• WHAT YOU HAVE TO DO
Give again, unaltered, the lines of the listing below that run from the line having "pub fn is_null(&self)" through the line having "(None, None) =>".
******
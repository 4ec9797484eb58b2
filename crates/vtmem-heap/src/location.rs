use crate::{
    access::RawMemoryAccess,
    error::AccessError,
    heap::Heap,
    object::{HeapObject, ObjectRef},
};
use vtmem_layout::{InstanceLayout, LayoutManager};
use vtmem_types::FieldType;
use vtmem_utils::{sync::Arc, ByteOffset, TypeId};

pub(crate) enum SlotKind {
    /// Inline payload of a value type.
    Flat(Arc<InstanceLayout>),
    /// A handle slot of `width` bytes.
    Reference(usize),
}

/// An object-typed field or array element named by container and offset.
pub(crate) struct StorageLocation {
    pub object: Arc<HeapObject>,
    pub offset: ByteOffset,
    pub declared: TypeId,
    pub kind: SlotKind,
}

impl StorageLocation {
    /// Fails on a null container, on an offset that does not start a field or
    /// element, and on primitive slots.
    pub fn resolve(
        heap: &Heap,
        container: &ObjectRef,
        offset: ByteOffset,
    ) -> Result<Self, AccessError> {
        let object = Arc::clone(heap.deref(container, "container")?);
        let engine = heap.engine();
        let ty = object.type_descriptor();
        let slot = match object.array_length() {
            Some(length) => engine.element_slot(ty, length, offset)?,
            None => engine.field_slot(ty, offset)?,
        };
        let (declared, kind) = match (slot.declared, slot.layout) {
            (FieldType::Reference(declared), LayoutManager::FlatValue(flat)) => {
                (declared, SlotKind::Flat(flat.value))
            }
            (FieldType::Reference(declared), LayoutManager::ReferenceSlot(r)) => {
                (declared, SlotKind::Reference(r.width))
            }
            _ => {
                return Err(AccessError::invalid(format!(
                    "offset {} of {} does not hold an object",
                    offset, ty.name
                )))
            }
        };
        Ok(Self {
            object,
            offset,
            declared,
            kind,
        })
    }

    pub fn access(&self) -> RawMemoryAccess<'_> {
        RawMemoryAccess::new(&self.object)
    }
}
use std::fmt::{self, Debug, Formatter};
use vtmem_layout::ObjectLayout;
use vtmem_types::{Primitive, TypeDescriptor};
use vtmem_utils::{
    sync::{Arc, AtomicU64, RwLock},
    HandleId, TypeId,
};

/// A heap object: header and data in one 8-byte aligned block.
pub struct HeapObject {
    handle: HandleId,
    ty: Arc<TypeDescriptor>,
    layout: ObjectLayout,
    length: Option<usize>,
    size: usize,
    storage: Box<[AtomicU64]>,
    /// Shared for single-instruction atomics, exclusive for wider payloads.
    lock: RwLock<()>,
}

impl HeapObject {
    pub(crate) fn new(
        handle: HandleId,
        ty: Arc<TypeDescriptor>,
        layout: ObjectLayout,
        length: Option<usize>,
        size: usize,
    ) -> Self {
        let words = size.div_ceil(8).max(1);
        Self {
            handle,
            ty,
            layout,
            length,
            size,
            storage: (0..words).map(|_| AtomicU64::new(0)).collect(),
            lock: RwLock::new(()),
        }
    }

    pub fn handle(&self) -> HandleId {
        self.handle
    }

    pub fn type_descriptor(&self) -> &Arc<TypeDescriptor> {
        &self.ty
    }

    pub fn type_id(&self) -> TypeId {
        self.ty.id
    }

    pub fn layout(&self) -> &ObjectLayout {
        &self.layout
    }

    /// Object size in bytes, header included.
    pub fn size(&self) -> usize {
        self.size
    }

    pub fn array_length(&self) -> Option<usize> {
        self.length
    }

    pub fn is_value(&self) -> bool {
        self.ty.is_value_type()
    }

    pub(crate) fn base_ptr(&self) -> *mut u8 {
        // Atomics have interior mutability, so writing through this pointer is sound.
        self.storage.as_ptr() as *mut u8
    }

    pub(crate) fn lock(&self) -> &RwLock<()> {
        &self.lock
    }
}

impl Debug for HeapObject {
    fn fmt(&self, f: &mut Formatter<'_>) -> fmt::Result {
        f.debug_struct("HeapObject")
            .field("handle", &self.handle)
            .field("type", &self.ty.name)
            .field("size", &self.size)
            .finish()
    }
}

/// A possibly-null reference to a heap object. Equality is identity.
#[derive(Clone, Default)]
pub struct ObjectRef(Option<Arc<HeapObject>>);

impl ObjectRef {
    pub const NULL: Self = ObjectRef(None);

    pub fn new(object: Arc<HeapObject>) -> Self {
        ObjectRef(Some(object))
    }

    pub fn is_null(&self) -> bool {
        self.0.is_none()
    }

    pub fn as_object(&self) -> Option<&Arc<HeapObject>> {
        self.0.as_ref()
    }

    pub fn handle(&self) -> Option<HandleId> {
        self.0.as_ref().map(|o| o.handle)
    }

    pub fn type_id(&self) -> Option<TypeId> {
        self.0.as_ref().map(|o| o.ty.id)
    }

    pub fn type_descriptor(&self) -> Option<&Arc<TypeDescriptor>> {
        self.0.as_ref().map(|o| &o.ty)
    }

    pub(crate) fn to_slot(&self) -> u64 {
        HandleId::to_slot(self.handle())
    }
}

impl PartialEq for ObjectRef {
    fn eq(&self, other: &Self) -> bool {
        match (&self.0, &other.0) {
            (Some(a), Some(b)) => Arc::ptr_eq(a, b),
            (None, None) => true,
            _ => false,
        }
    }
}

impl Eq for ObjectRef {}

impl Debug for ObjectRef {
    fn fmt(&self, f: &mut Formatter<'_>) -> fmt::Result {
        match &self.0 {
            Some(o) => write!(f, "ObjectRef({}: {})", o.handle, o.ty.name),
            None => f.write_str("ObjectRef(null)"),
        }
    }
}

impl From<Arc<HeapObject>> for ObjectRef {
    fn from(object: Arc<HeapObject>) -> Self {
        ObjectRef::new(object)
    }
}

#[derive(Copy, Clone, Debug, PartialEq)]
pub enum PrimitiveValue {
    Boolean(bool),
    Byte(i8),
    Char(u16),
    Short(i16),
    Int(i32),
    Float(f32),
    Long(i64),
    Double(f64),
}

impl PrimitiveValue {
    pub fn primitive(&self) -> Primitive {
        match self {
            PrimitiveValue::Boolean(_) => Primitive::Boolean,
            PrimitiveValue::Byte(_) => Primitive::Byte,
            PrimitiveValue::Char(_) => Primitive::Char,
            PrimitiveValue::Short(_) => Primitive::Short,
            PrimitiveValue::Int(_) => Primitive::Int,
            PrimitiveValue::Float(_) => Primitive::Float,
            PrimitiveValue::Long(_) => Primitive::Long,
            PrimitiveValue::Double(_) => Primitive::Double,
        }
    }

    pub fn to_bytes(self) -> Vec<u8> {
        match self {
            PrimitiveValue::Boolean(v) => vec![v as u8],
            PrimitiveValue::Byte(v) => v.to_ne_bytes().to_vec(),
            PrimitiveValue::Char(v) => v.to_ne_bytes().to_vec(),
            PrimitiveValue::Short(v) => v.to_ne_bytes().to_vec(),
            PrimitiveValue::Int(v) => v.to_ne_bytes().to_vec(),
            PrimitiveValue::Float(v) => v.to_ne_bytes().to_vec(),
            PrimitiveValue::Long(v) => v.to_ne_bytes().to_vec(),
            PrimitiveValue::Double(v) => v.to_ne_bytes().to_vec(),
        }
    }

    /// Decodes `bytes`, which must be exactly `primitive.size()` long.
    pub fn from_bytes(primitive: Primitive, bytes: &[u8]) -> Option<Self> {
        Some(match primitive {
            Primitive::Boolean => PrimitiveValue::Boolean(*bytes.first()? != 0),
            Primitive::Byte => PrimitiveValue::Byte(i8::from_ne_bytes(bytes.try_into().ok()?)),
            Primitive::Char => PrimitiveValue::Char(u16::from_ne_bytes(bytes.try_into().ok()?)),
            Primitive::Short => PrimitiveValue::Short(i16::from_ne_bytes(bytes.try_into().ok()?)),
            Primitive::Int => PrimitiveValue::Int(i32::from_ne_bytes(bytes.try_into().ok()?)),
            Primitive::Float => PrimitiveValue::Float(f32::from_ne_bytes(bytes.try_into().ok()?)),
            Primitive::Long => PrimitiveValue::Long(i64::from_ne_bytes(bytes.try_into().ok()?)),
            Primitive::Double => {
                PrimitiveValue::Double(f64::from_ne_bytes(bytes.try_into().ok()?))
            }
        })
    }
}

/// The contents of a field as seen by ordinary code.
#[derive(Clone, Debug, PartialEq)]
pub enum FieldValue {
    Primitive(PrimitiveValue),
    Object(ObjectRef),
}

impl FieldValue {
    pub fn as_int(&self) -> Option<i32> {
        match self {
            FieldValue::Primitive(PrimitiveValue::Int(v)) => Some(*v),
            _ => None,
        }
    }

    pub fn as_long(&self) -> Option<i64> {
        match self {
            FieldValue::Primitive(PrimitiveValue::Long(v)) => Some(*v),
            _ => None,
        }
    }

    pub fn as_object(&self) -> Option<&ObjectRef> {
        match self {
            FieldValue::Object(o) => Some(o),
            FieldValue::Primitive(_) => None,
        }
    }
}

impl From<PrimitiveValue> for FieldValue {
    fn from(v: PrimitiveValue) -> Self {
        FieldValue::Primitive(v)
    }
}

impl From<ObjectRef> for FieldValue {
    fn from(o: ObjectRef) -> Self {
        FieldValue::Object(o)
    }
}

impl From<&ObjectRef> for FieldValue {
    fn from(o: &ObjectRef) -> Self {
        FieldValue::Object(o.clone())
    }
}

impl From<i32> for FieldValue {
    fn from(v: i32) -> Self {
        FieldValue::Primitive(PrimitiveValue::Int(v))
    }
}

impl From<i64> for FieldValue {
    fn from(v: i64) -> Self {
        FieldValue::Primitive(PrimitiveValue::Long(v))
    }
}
******
• TASK RESULT
    pub fn is_null(&self) -> bool {
        self.0.is_none()
    }

    pub fn as_object(&self) -> Option<&Arc<HeapObject>> {
        self.0.as_ref()
    }

    pub fn handle(&self) -> Option<HandleId> {
        self.0.as_ref().map(|o| o.handle)
    }

    pub fn type_id(&self) -> Option<TypeId> {
        self.0.as_ref().map(|o| o.ty.id)
    }

    pub fn type_descriptor(&self) -> Option<&Arc<TypeDescriptor>> {
        self.0.as_ref().map(|o| &o.ty)
    }

    pub(crate) fn to_slot(&self) -> u64 {
        HandleId::to_slot(self.handle())
    }
}

impl PartialEq for ObjectRef {
    fn eq(&self, other: &Self) -> bool {
        match (&self.0, &other.0) {
            (Some(a), Some(b)) => Arc::ptr_eq(a, b),
            (None, None) => true,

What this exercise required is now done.